My own futile on-foot car chase debacle occurred the other day when, having got off the bus in Malaga and having taken a leisurely stroll for about a minute, I realised I'd left a suitcase in the undercarriage luggage storage space. I hurtled back to the bus stop, limbs flailing in the breeze, only to see the vehicle in question disappearing unapologetically into the sunset. Absurdly, I continued my risible pursuit for at least thirty seconds, presumably in the hope that some kind of divine mechanical intervention would occur. It didn't - the bus disappeared over the horizon and I was left cursing my own stupidity. The only silver lining was that the suitcase was empty, rather like my head, some might say.
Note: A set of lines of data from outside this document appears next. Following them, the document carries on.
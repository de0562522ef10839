use num::BigInt;
use symbolic_expressions::{Sexp, SexpError};
use thiserror::Error;

use super::Expression;
use crate::figure::{Figure, Point};

/// Error type for parsing area-method expressions.
#[derive(Debug, Clone, PartialEq, Eq, Error)]
pub enum ParseError {
    #[error("S-expression parse error: {0}")]
    Sexp(String),
    #[error("invalid expression: {0}")]
    Expr(String),
    #[error("unknown point label: {0}")]
    Label(String),
    #[error("wrong number of arguments for '{op}': expected {expected}, got {got}")]
    Arity {
        op: String,
        expected: &'static str,
        got: usize,
    },
    #[error("invalid literal '{0}'")]
    Literal(String),
}

impl From<SexpError> for ParseError {
    fn from(e: SexpError) -> Self {
        ParseError::Sexp(format!("{e:?}"))
    }
}

impl Expression {
    /// Parse the textual form, resolving point labels through `figure`.
    ///
    /// Accepted forms: integer literals, `(S a b c)`, `(P a b c)`,
    /// `(R a b c d)`, `(- x)`, `(- a b)`, `(+ a b ...)`, `(* a b ...)`,
    /// `(/ a b)` and `(^ x n)` with an integer exponent.
    ///
    /// # Errors
    /// Fails on malformed s-expressions, unknown operators, wrong arity or
    /// labels that are not in `figure`.
    pub fn parse(s: &str, figure: &Figure) -> Result<Self, ParseError> {
        let sexp = symbolic_expressions::parser::parse_str(s.trim())?;
        parse_sexp(&sexp, figure)
    }
}

impl Figure {
    /// Parse an expression over the points of this figure.
    ///
    /// # Errors
    /// See [`Expression::parse`].
    pub fn parse_expression(&self, s: &str) -> Result<Expression, ParseError> {
        Expression::parse(s, self)
    }
}

fn parse_sexp(sexp: &Sexp, figure: &Figure) -> Result<Expression, ParseError> {
    match sexp {
        Sexp::String(s) => parse_literal(s),
        Sexp::List(items) => {
            let Some((Sexp::String(op), args)) = items.split_first() else {
                return Err(ParseError::Expr("expected (op ...)".to_owned()));
            };
            parse_application(op, args, figure)
        }
        Sexp::Empty => Err(ParseError::Expr("empty sexp".to_owned())),
    }
}

fn parse_literal(s: &str) -> Result<Expression, ParseError> {
    s.parse::<BigInt>()
        .map(Expression::Number)
        .map_err(|_| ParseError::Literal(s.to_owned()))
}

fn parse_application(op: &str, args: &[Sexp], figure: &Figure) -> Result<Expression, ParseError> {
    let arity = |expected: &'static str| ParseError::Arity {
        op: op.to_owned(),
        expected,
        got: args.len(),
    };
    match op {
        "S" | "P" => {
            let [a, b, c] = args else {
                return Err(arity("3"));
            };
            let (a, b, c) = (label(a, figure)?, label(b, figure)?, label(c, figure)?);
            Ok(if op == "S" {
                Expression::area(a, b, c)
            } else {
                Expression::pythagoras(a, b, c)
            })
        }
        "R" => {
            let [a, b, c, d] = args else {
                return Err(arity("4"));
            };
            Ok(Expression::ratio(
                label(a, figure)?,
                label(b, figure)?,
                label(c, figure)?,
                label(d, figure)?,
            ))
        }
        "-" => match args {
            [x] => Ok(Expression::negate(parse_sexp(x, figure)?)),
            [a, b] => Ok(Expression::difference(
                parse_sexp(a, figure)?,
                parse_sexp(b, figure)?,
            )),
            _ => Err(arity("1 or 2")),
        },
        "+" | "*" => {
            if args.len() < 2 {
                return Err(arity("at least 2"));
            }
            let combine = if op == "+" {
                Expression::sum
            } else {
                Expression::product
            };
            let mut operands = args.iter().map(|a| parse_sexp(a, figure));
            let mut acc = operands.next().ok_or_else(|| arity("at least 2"))??;
            for operand in operands {
                acc = combine(acc, operand?);
            }
            Ok(acc)
        }
        "/" => {
            let [a, b] = args else {
                return Err(arity("2"));
            };
            Ok(Expression::fraction(
                parse_sexp(a, figure)?,
                parse_sexp(b, figure)?,
            ))
        }
        "^" => {
            let [base, exp] = args else {
                return Err(arity("2"));
            };
            let base = parse_sexp(base, figure)?;
            let Sexp::String(exp) = exp else {
                return Err(ParseError::Expr("exponent must be an integer".to_owned()));
            };
            let exp = exp
                .parse::<i32>()
                .map_err(|_| ParseError::Literal(exp.clone()))?;
            if exp.unsigned_abs() > MAX_EXPONENT {
                return Err(ParseError::Expr(format!(
                    "exponent {exp} is above {MAX_EXPONENT}"
                )));
            }
            Ok(power(base, exp))
        }
        _ => Err(ParseError::Expr(format!("unknown operator '{op}'"))),
    }
}

/// `(^ x n)` is unfolded into `n` factors.
const MAX_EXPONENT: u32 = 64;

fn power(base: Expression, exp: i32) -> Expression {
    let mut acc = Expression::one();
    for i in 0..exp.unsigned_abs() {
        acc = if i == 0 {
            base.clone()
        } else {
            Expression::product(acc, base.clone())
        };
    }
    if exp < 0 {
        Expression::fraction(Expression::one(), acc)
    } else {
        acc
    }
}

fn label(sexp: &Sexp, figure: &Figure) -> Result<Point, ParseError> {
    let Sexp::String(label) = sexp else {
        return Err(ParseError::Expr(format!("expected a point label, got {sexp}")));
    };
    figure
        .get(label)
        .cloned()
        .ok_or_else(|| ParseError::Label(label.clone()))
}

#[cfg(test)]
mod tests {
    use super::*;

    fn figure() -> Figure {
        let mut figure = Figure::new();
        for l in ["A", "B", "C", "D"] {
            figure.free(l).unwrap();
        }
        figure
    }

    #[test]
    fn display_parses_back() {
        let figure = figure();
        let input = "(/ (+ (S A B C) (- (P A B A))) (* 2 (R A B C D)))";
        let e = figure.parse_expression(input).unwrap();
        assert_eq!(e.to_string(), input);
    }

    #[test]
    fn nary_and_power() {
        let figure = figure();
        let e = figure.parse_expression("(+ 1 2 3)").unwrap();
        assert_eq!(e.to_string(), "(+ (+ 1 2) 3)");
        let e = figure.parse_expression("(^ (S A B C) 2)").unwrap();
        assert_eq!(e.to_string(), "(* (S A B C) (S A B C))");
        let e = figure.parse_expression("(- (S A B C) 1)").unwrap();
        assert_eq!(e.to_string(), "(+ (S A B C) (- 1))");
    }

    #[test]
    fn exponent_is_bounded() {
        let figure = figure();
        let positive = figure.parse_expression("(^ (S A B C) 64)").unwrap();
        let negative = figure.parse_expression("(^ (S A B C) -64)").unwrap();
        assert_eq!(negative.size(), positive.size() + 2);
        let err = figure
            .parse_expression("(^ (S A B C) 2000000000)")
            .unwrap_err();
        println!("{err}");
        assert!(matches!(err, ParseError::Expr(_)));
        assert!(figure.parse_expression("(^ (S A B C) -65)").is_err());
    }

    #[test]
    fn errors() {
        let figure = figure();
        assert!(matches!(
            figure.parse_expression("(S A B X)"),
            Err(ParseError::Label(_))
        ));
        assert!(matches!(
            figure.parse_expression("(S A B)"),
            Err(ParseError::Arity { .. })
        ));
        assert!(matches!(
            figure.parse_expression("(% A B)"),
            Err(ParseError::Expr(_))
        ));
        assert!(matches!(
            figure.parse_expression("abc"),
            Err(ParseError::Literal(_))
        ));
    }
}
You'd think a chap would be more than satisfied with one idiotic episode in a week but, oh my word, you'd be so wrong. I managed an even better effort just a few days later. Actually, this example has, I think, special merit because it's a straightforward case of wanton and sustained dim-wittedness over a period of quite some time. Nine years, in fact.
The new card machine we received at the pub is, in many ways, not as good as the old one but it does have some advantages, one of which I pointed out to the technician who came to set it up for us.
"Oh look - it adds up the total of all the transactions at the end of the day. Great."
"What do you mean?"
"Well, you know, with the other one, we had to add all the tickets up one by one, manually."
He raised his eyebrows in a manner which managed to express both pity and ridicule at the same time.
"No, you didn't. That one does an end-of-day total too."
I've a feeling my eyes were spinning on their own axes at this point as I tried to compute the gravity of what he was telling me.
"But..no..but..surely...nine years..no..but..nine...every night...for nine years..."
He didn't look very sympathetic to be honest and who could blame him? I was an idiot - he knew it and I knew it - there wasn't much more to say.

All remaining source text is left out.